НАДЕЯТЬСЯ, НО БЕЗ ИЛЛЮЗИЙ
Когда западные политики спорят, в интересах ли Запада пере-стройка и стоит или не стоит ей помогать, то прежде всего необходимо установить, о какой перестройке идет речь. Словарь русского языка дает несколько определений глагола „перестроить”. Одно из них означает — расположить то же самое, но по-другому, когда меняются местами шеренги в строю, но строй остается тем же. Министр иностранных дел Шеварнадзе сравнивает перестройку с „Новым курсом” Рузвельта, намекая на то, что точно так же как политика американского президента помогла вывести капитализм из кризиса, так и „новый курс” Горбачева выведет из кризиса социализм или, как не устает повторять сам генсек, приведет к его „обновлению”, т. е. обновлению зрелого тоталитаризма и превращению его в более изощренный.
Если такова цель перестройки, если речь идет лишь о модернизации устаревшего режима, что, безусловно, включает и его военную машину, о перестановке отдельных частей системы, а не ее радикальном необратимом изменении, то такой перестройке Западу помогать не только не нужно, но и опасно. На заре века граф Витте писал Николаю П: „Для меня очевидно, что, давая нам капиталы, иностранные государства совершают политическую ошибку, и мое единственное желание, чтобы их слепота длилась как можно дольше”.

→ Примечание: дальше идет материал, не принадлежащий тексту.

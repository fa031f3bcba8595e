//! Canonical request construction for AWS Signature Version 4.
//!
//! ```text
//! HTTPRequestMethod\n
//! CanonicalURI\n
//! CanonicalQueryString\n
//! CanonicalHeaders\n\n
//! SignedHeaders\n
//! HashedPayload
//! ```

use std::collections::BTreeMap;

use percent_encoding::{AsciiSet, NON_ALPHANUMERIC, percent_decode_str, utf8_percent_encode};

/// Everything except RFC 3986 unreserved characters is encoded.
const URI_ENCODE_SET: &AsciiSet = &NON_ALPHANUMERIC
    .remove(b'-')
    .remove(b'_')
    .remove(b'.')
    .remove(b'~');

/// A canonical request together with the signed-headers list it covers.
#[derive(Debug, Clone, PartialEq, Eq)]
pub struct CanonicalRequest {
    /// The full canonical request text.
    pub text: String,
    /// Semicolon-separated, sorted, lowercase header names.
    pub signed_headers: String,
}

impl CanonicalRequest {
    /// Build the canonical request, signing every header in `headers`.
    ///
    /// Header names are lowercased and sorted; repeated headers are joined
    /// with commas; values are trimmed with inner whitespace runs collapsed.
    #[must_use]
    pub fn new(
        method: &str,
        path: &str,
        query: &str,
        headers: &[(&str, &str)],
        payload_hash: &str,
    ) -> Self {
        let mut canonical_headers: BTreeMap<String, String> = BTreeMap::new();
        for (name, value) in headers {
            let value = collapse_whitespace(value.trim());
            canonical_headers
                .entry(name.to_ascii_lowercase())
                .and_modify(|existing| {
                    existing.push(',');
                    existing.push_str(&value);
                })
                .or_insert(value);
        }

        let header_block = canonical_headers
            .iter()
            .map(|(name, value)| format!("{name}:{value}\n"))
            .collect::<String>();
        let signed_headers = canonical_headers
            .keys()
            .map(String::as_str)
            .collect::<Vec<_>>()
            .join(";");

        let text = format!(
            "{method}\n{}\n{}\n{header_block}\n{signed_headers}\n{payload_hash}",
            canonical_uri(path),
            canonical_query(query),
        );
        Self {
            text,
            signed_headers,
        }
    }
}

/// Encode each path segment, keeping `/` separators. Empty paths become `/`.
#[must_use]
pub fn canonical_uri(path: &str) -> String {
    if path.is_empty() || path == "/" {
        return "/".to_owned();
    }
    path.split('/')
        .map(|segment| {
            let decoded = percent_decode_str(segment).decode_utf8_lossy();
            utf8_percent_encode(&decoded, URI_ENCODE_SET).to_string()
        })
        .collect::<Vec<_>>()
        .join("/")
}

/// Sort query parameters by name, then value. Values are kept as sent.
#[must_use]
pub fn canonical_query(query: &str) -> String {
    let mut params: Vec<(&str, &str)> = query
        .split('&')
        .filter(|s| !s.is_empty())
        .map(|param| param.split_once('=').unwrap_or((param, "")))
        .collect();
    params.sort_unstable();
    params
        .iter()
        .map(|(k, v)| format!("{k}={v}"))
        .collect::<Vec<_>>()
        .join("&")
}

fn collapse_whitespace(s: &str) -> String {
    s.split_whitespace().collect::<Vec<_>>().join(" ")
}
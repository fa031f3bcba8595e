//! Typed DynamoDB wire-protocol client.
//!
//! Requests are plain structs from [`dynawire_model`]. [`Client::call`]
//! checks each one against its [`OperationContract`], encodes it, hands it
//! to a [`Transport`] and decodes the answer into a typed output or a
//! classified [`ClientError`]. The client never retries and never caches.
//!
//! ```no_run
//! use std::sync::Arc;
//!
//! use dynawire_auth::Credentials;
//! use dynawire_client::{Client, ClientConfig, HyperTransport};
//! use dynawire_model::input::GetItemInput;
//! use dynawire_model::{AttributeValue, Key};
//!
//! # async fn run() -> Result<(), Box<dyn std::error::Error>> {
//! let config = ClientConfig::from_env();
//! let transport = HyperTransport::new(&config, Credentials::from_env()?)?;
//! let client = Client::new(Arc::new(transport), config);
//!
//! let output = client
//!     .get_item(GetItemInput {
//!         table_name: "users".to_owned(),
//!         key: Key::from([("id".to_owned(), AttributeValue::from("u-1"))]),
//!         ..GetItemInput::default()
//!     })
//!     .await?;
//! println!("{:?}", output.item);
//! # Ok(())
//! # }
//! ```

pub mod client;
pub mod config;
pub mod contract;
pub mod error;
pub mod hyper_transport;
pub mod paginator;
pub mod transport;
mod waiter;

pub use client::Client;
pub use config::ClientConfig;
pub use contract::{ContractContext, OperationContract};
pub use error::ClientError;
pub use hyper_transport::HyperTransport;
pub use paginator::{ListTablesPaginator, QueryPaginator, ScanPaginator};
pub use transport::{SendFuture, Transport, TransportFailure};
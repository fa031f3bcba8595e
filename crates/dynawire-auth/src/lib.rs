//! AWS Signature Version 4 request signing for dynawire.
//!
//! The client-side half of SigV4: given an outgoing request, its body and a
//! set of [`Credentials`], add `x-amz-date`, the optional
//! `x-amz-security-token` and the `authorization` header.
//!
//! ```rust
//! use chrono::{TimeZone, Utc};
//! use dynawire_auth::{Credentials, SigningParams, sign_request};
//!
//! let credentials = Credentials::new("AKIDEXAMPLE", "secret");
//! let params = SigningParams {
//!     credentials: &credentials,
//!     region: "us-east-1",
//!     service: "dynamodb",
//!     time: Utc.with_ymd_and_hms(2024, 1, 1, 0, 0, 0).unwrap(),
//! };
//! let (mut parts, ()) = http::Request::post("http://localhost:8000/")
//!     .body(())
//!     .unwrap()
//!     .into_parts();
//! sign_request(&mut parts, b"{}", &params).unwrap();
//! assert!(parts.headers.contains_key(http::header::AUTHORIZATION));
//! ```
//!
//! # Modules
//!
//! - [`canonical`] - Canonical request construction
//! - [`credentials`] - Access key material
//! - [`error`] - Signing error types
//! - [`sigv4`] - Signing key derivation and request signing

pub mod canonical;
pub mod credentials;
pub mod error;
pub mod sigv4;

pub use credentials::Credentials;
pub use error::SigningError;
pub use sigv4::{SigningParams, hash_payload, sign_request};
//! Shared helpers for the client tests: a scripted, recording transport.
#![allow(dead_code)]

use std::collections::VecDeque;
use std::sync::{Arc, Once};

use bytes::Bytes;
use dynawire_client::{Client, ClientConfig, SendFuture, Transport, TransportFailure};
use dynawire_model::{AttributeValue, Item};
use parking_lot::Mutex;
use serde_json::{Value, json};

static INIT: Once = Once::new();

/// Initialize tracing (once).
pub fn init_tracing() {
    INIT.call_once(|| {
        tracing_subscriber::fmt()
            .with_env_filter(
                tracing_subscriber::EnvFilter::try_from_default_env()
                    .unwrap_or_else(|_| tracing_subscriber::EnvFilter::new("warn")),
            )
            .with_test_writer()
            .init();
    });
}

/// One scripted answer.
#[derive(Debug, Clone)]
pub enum Reply {
    /// 200 with this JSON body.
    Ok(Value),
    /// A non-2xx status with this JSON body.
    Fail(u16, Value),
    /// No status at all, e.g. a refused connection.
    Io(String),
    /// Never answer.
    Hang,
}

/// A request as the transport saw it.
#[derive(Debug, Clone)]
pub struct Recorded {
    pub target: String,
    pub body: Value,
}

/// Answers requests from a script and records everything it is sent.
#[derive(Debug, Default)]
pub struct StubTransport {
    replies: Mutex<VecDeque<Reply>>,
    requests: Mutex<Vec<Recorded>>,
}

impl StubTransport {
    pub fn new() -> Arc<Self> {
        Arc::new(Self::default())
    }

    pub fn reply(&self, body: Value) -> &Self {
        self.replies.lock().push_back(Reply::Ok(body));
        self
    }

    pub fn fail(&self, status: u16, code: &str, message: &str) -> &Self {
        self.replies.lock().push_back(Reply::Fail(
            status,
            json!({
                "__type": format!("com.amazonaws.dynamodb.v20120810#{code}"),
                "message": message,
            }),
        ));
        self
    }

    pub fn push(&self, reply: Reply) -> &Self {
        self.replies.lock().push_back(reply);
        self
    }

    pub fn requests(&self) -> Vec<Recorded> {
        self.requests.lock().clone()
    }

    pub fn request_count(&self) -> usize {
        self.requests.lock().len()
    }

    pub fn remaining_replies(&self) -> usize {
        self.replies.lock().len()
    }
}

impl Transport for StubTransport {
    fn send(&self, target: &str, body: Bytes) -> SendFuture<'_> {
        let body: Value = serde_json::from_slice(&body).expect("request body is JSON");
        self.requests.lock().push(Recorded {
            target: target.to_owned(),
            body,
        });
        let reply = self.replies.lock().pop_front();
        let target = target.to_owned();
        Box::pin(async move {
            match reply {
                Some(Reply::Ok(value)) => Ok(Bytes::from(value.to_string())),
                Some(Reply::Fail(status, value)) => {
                    Err(TransportFailure::http(status, Bytes::from(value.to_string())))
                }
                Some(Reply::Io(message)) => Err(TransportFailure::io(message)),
                Some(Reply::Hang) => std::future::pending().await,
                None => panic!("unscripted request to {target}"),
            }
        })
    }
}

/// A client over a fresh stub.
pub fn stub_client(config: ClientConfig) -> (Client, Arc<StubTransport>) {
    init_tracing();
    let stub = StubTransport::new();
    let client = Client::new(stub.clone(), config);
    (client, stub)
}

pub fn item(pairs: &[(&str, AttributeValue)]) -> Item {
    pairs
        .iter()
        .map(|(k, v)| ((*k).to_owned(), v.clone()))
        .collect()
}

pub fn s(value: &str) -> AttributeValue {
    AttributeValue::from(value)
}

pub fn n(value: impl std::fmt::Display) -> AttributeValue {
    AttributeValue::number(value)
}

Если это было справедливо по отношению к возможному конкуренту царской России, то это тем более справедливо по отношению к государству, не отказавшемуся от идеологии марксизма-ленинизма, чьи усилия направлены всего лишь навсего на то, чтобы вдохнуть новые силы в „самый живой труп истории”.
Перестройка, гласность, демократизация — это не ходкий товар, который можно выгодно продать, чтобы заполучить западную помощь. Это внутреннее дело советских людей. Западу платить за происходящие внутри Советского Союза изменения и делать подачки за хорошее поведение Кремля на международной арене не следует. Его надо поощрять, надо воспользоваться представившейся возможностью и поддержать все ростки демократии на советской земле. Контакты на всех уровнях: от
государственных и общественных организаций до личных встреч с советскими гражданами должны стать постоянными и захватывать не только крупные центры, но и маленькие городки и деревни. Как можно большее число советских людей должно видеть живых американцев, слышать, как они разговаривают, ведут себя в своем кругу и по отношению к другим. Из общения с ними они сумеют почерпнуть многое, что расскажет им о том, что такое демократия. Передача опыта демократии — это не только организация курсов и школ, но и большая работа, которую можно сравнить разве что с миссионерской.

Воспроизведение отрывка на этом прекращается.